I was sitting at a small, round wooden table, a placemat beneath my bowl, a cloth napkin on my lap. My meal was an assemblage of fresh veggies and leftover noodles with generous dollops of homemade pesto sprinkled with Romano cheese. Not only was it an aesthetically pleasing portion, it was a gastronomically appealing one as well.
The little green anole's meal was much less elaborate, but perhaps — from a lizard's point of view — it was equally appealing. While I ate sitting down, the lizard was eating on the run. Like a hungry diner at an all-you-can-eat buffet, the 6-inch-long reptile worked its way steadily from one feeding station to another. A tasty gnat here, a mosquito there — the anole ate until it was sated, at least for the moment.
I found myself so mesmerized that I could hardly concentrate on my own food.
To me, lunchtime is like a meditation. I try to eat in peace. I don't want to talk about work or projects or solve problems while I'm eating. In fact, I don't really want to talk at all. I just want to sit quietly, eat slowly and enjoy my food. Stress-free dining is what I'm after, and most days, that's what I get.
On this day, however, my eating patterns were askew.
The kitchen, where I normally dine, was anything but quiet. Ralph was on a speakerphone having a frustrating conversation with a series of tech-support people. It seemed never-ending. I tried to be patient and wait out the call, but my stomach was grumbling. My bowlful of food beckoned, and my need for escape time was growing greater by the minute. I went onto the porch to remove myself from noisy chatter.
The anole appeared right after I sat down. Often mistaken for a chameleon because of its ability to change color, the American anole, Anolis carolinensis, is a familiar sight around Southern homes. At any given time, I can walk outside and see an anole perched on a plant stem, scurrying across the sidewalk or clinging to the screens, like the one by the porch.
Anoles survive on a diet of small insects, spiders and moths, and because these territorial creatures often inhabit the same environments as people, they are easy to observe.
From my perch on the porch, I could see the lizard's entire body. I watched its stomach expand and contract as it breathed in and out. I could make out each of the five toes on its four feet as it clung to the screen with uncanny ease. Its long, thin tail and pointy nose formed a straight line as it silently gauged its next stop. When it sensed an insect, it sprang into action. Moving swiftly, it captured and devoured its prey.

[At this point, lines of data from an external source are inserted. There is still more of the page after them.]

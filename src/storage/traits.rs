//! Storage traits and error types
//!
//! This module defines the trait interface for storage backends and
//! associated error types.

use crate::state::StalenessRecord;
use crate::storage::{
    HealthLogEntry, HealthStatus, NewHealthEntry, NewPendingTask, PendingTask, TaskStatus,
};
use chrono::{DateTime, Utc};
use std::collections::HashMap;
use thiserror::Error;

/// Errors that can occur during storage operations
#[derive(Debug, Error)]
pub enum StorageError {
    #[error("Database error: {0}")]
    Database(String),

    #[error("Pending task not found: {0}")]
    TaskNotFound(i64),

    #[error("Serialization error: {0}")]
    Serialization(String),

    #[error("SQLite error: {0}")]
    Sqlite(#[from] rusqlite::Error),
}

impl From<serde_json::Error> for StorageError {
    fn from(error: serde_json::Error) -> Self {
        Self::Serialization(error.to_string())
    }
}

/// Result type for storage operations
pub type StorageResult<T> = Result<T, StorageError>;

/// Trait for storage backend implementations
///
/// This trait defines all database operations needed by the engine.
/// Writers that must not race (the pending upsert, health appends) are
/// single statements so overlapping runs stay consistent.
pub trait Storage {
    // ===== Staleness Records =====

    /// Gets the staleness record for an item
    fn get_record(&self, identifier: &str) -> StorageResult<Option<StalenessRecord>>;

    /// Loads every staleness record
    fn load_records(&self) -> StorageResult<Vec<StalenessRecord>>;

    /// Sets the stale mark on an existing record
    fn mark_stale(&mut self, identifier: &str, at: DateTime<Utc>) -> StorageResult<()>;

    /// Records a successful sync
    ///
    /// Creates the record on first success. Clears the stale mark, stores
    /// the payload and, when given, updates the terminal time.
    ///
    /// # Arguments
    ///
    /// * `identifier` - The item identifier
    /// * `at` - When the sync completed
    /// * `payload` - The fetched payload
    /// * `terminal_at` - The item's closing time, if the payload carries one
    fn mark_synced(
        &mut self,
        identifier: &str,
        at: DateTime<Utc>,
        payload: &serde_json::Value,
        terminal_at: Option<DateTime<Utc>>,
    ) -> StorageResult<()>;

    /// Gets the last payload stored for an item
    fn get_payload(&self, identifier: &str) -> StorageResult<Option<serde_json::Value>>;

    /// Counts staleness records
    fn count_records(&self) -> StorageResult<u64>;

    // ===== Pending Tasks =====

    /// Inserts a pending task or bumps the open one for the same key
    ///
    /// # Returns
    ///
    /// The open task after the upsert
    fn upsert_pending_task(&mut self, task: &NewPendingTask) -> StorageResult<PendingTask>;

    /// Gets a pending task by ID
    fn get_pending_task(&self, id: i64) -> StorageResult<PendingTask>;

    /// Lists tasks still awaiting resolution, least recently attempted first
    ///
    /// Failed tasks stay open for the key but are not listed until a later
    /// escalation puts them back to pending.
    ///
    /// # Arguments
    ///
    /// * `kind` - Restrict to one task kind, or all kinds when `None`
    /// * `limit` - Maximum number of tasks to return
    fn list_pending_tasks(&self, kind: Option<&str>, limit: usize)
        -> StorageResult<Vec<PendingTask>>;

    /// Claims pending tasks for a resolver
    ///
    /// Claimed tasks get `attempts` bumped and `last_attempt_at` and
    /// `claimed_at` set to now in one statement, so concurrent resolvers
    /// never receive the same task within a lease.
    ///
    /// # Arguments
    ///
    /// * `kind` - Restrict to one task kind, or all kinds when `None`
    /// * `limit` - Maximum number of tasks to claim
    /// * `lease` - How long a claim keeps a task from being handed out again
    ///
    /// # Returns
    ///
    /// The claimed tasks, after the update, in ID order
    fn claim_pending_tasks(
        &mut self,
        kind: Option<&str>,
        limit: usize,
        lease: chrono::Duration,
    ) -> StorageResult<Vec<PendingTask>>;

    /// Resolves a task
    fn complete_pending_task(
        &mut self,
        id: i64,
        status: TaskStatus,
        result: Option<&serde_json::Value>,
        last_error: Option<&str>,
    ) -> StorageResult<()>;

    /// Counts open tasks for a key (0 or 1)
    fn count_open_tasks(&self, kind: &str, identifier: &str) -> StorageResult<u64>;

    // ===== Health Log =====

    /// Appends a health entry and returns its ID
    fn append_health_entry(&mut self, entry: &NewHealthEntry) -> StorageResult<i64>;

    /// Most recent entries for a scraper type, newest first
    fn recent_health_entries(&self, scraper_type: &str, limit: usize)
        -> StorageResult<Vec<HealthLogEntry>>;

    /// Scraper types present in the log
    fn health_scraper_types(&self) -> StorageResult<Vec<String>>;

    /// Entry counts by status for a scraper type
    fn count_health_by_status(&self, scraper_type: &str)
        -> StorageResult<HashMap<HealthStatus, u64>>;
}
//! Database schema definitions
//!
//! This module contains all SQL schema definitions for the Steady-Harvest database.

/// SQL schema for the database
pub const SCHEMA_SQL: &str = r#"
-- Sync history per item, with the last payload fetched for it
CREATE TABLE IF NOT EXISTS staleness_records (
    identifier TEXT PRIMARY KEY,
    last_synced_at TEXT NOT NULL,
    is_marked_stale INTEGER NOT NULL DEFAULT 0,
    stale_marked_at TEXT,
    terminal_at TEXT,
    payload TEXT,
    updated_at TEXT NOT NULL
);

CREATE INDEX IF NOT EXISTS idx_staleness_terminal ON staleness_records(terminal_at);

-- Items that every fetch strategy failed on, awaiting out-of-band resolution
CREATE TABLE IF NOT EXISTS pending_tasks (
    id INTEGER PRIMARY KEY AUTOINCREMENT,
    kind TEXT NOT NULL,
    identifier TEXT NOT NULL,
    url TEXT NOT NULL,
    reason TEXT NOT NULL,
    context TEXT NOT NULL DEFAULT '{}',
    attempts INTEGER NOT NULL DEFAULT 1,
    first_seen_at TEXT NOT NULL,
    last_attempt_at TEXT NOT NULL,
    status TEXT NOT NULL DEFAULT 'pending',
    completed_at TEXT,
    last_error TEXT,
    result TEXT,
    claimed_at TEXT
);

-- At most one open (not done) task per key
CREATE UNIQUE INDEX IF NOT EXISTS idx_pending_open
    ON pending_tasks(kind, identifier) WHERE status <> 'done';
CREATE INDEX IF NOT EXISTS idx_pending_status ON pending_tasks(status, last_attempt_at);

-- Append-only log of run outcomes and derived alerts
CREATE TABLE IF NOT EXISTS health_log (
    id INTEGER PRIMARY KEY AUTOINCREMENT,
    scraper_type TEXT NOT NULL,
    status TEXT NOT NULL,
    duration_ms INTEGER NOT NULL DEFAULT 0,
    items_processed INTEGER NOT NULL DEFAULT 0,
    error_text TEXT,
    meta TEXT,
    created_at TEXT NOT NULL
);

CREATE INDEX IF NOT EXISTS idx_health_scraper ON health_log(scraper_type, id);
"#;

/// Initializes the database schema
///
/// # Arguments
///
/// * `conn` - The database connection
///
/// # Returns
///
/// * `Ok(())` - Schema initialized successfully
/// * `Err(rusqlite::Error)` - Failed to initialize schema
pub fn initialize_schema(conn: &rusqlite::Connection) -> Result<(), rusqlite::Error> {
    conn.execute_batch(SCHEMA_SQL)?;
    Ok(())
}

As I lifted a forkful of noodles to my mouth, I considered the life of untamed creatures. It can't be easy to spend time every hour as anoles do, finding and eating food. Yet despite a near-constant need to eat, lizards are not fat. For that matter, I can't recall ever seeing any wild animals seriously overweight. Like all wild animals, lizards have predators to avoid and harsh weather to endure. Then again, they don't have to deal with frustrating tech-support calls or the myriad of modern problems that pepper our domesticated lives.
I went onto the porch to eat a peaceful meal and returned to the kitchen when my meal was over. Thanks to an unexpected dinner guest, not only was I physically well fed, I was emotionally nourished.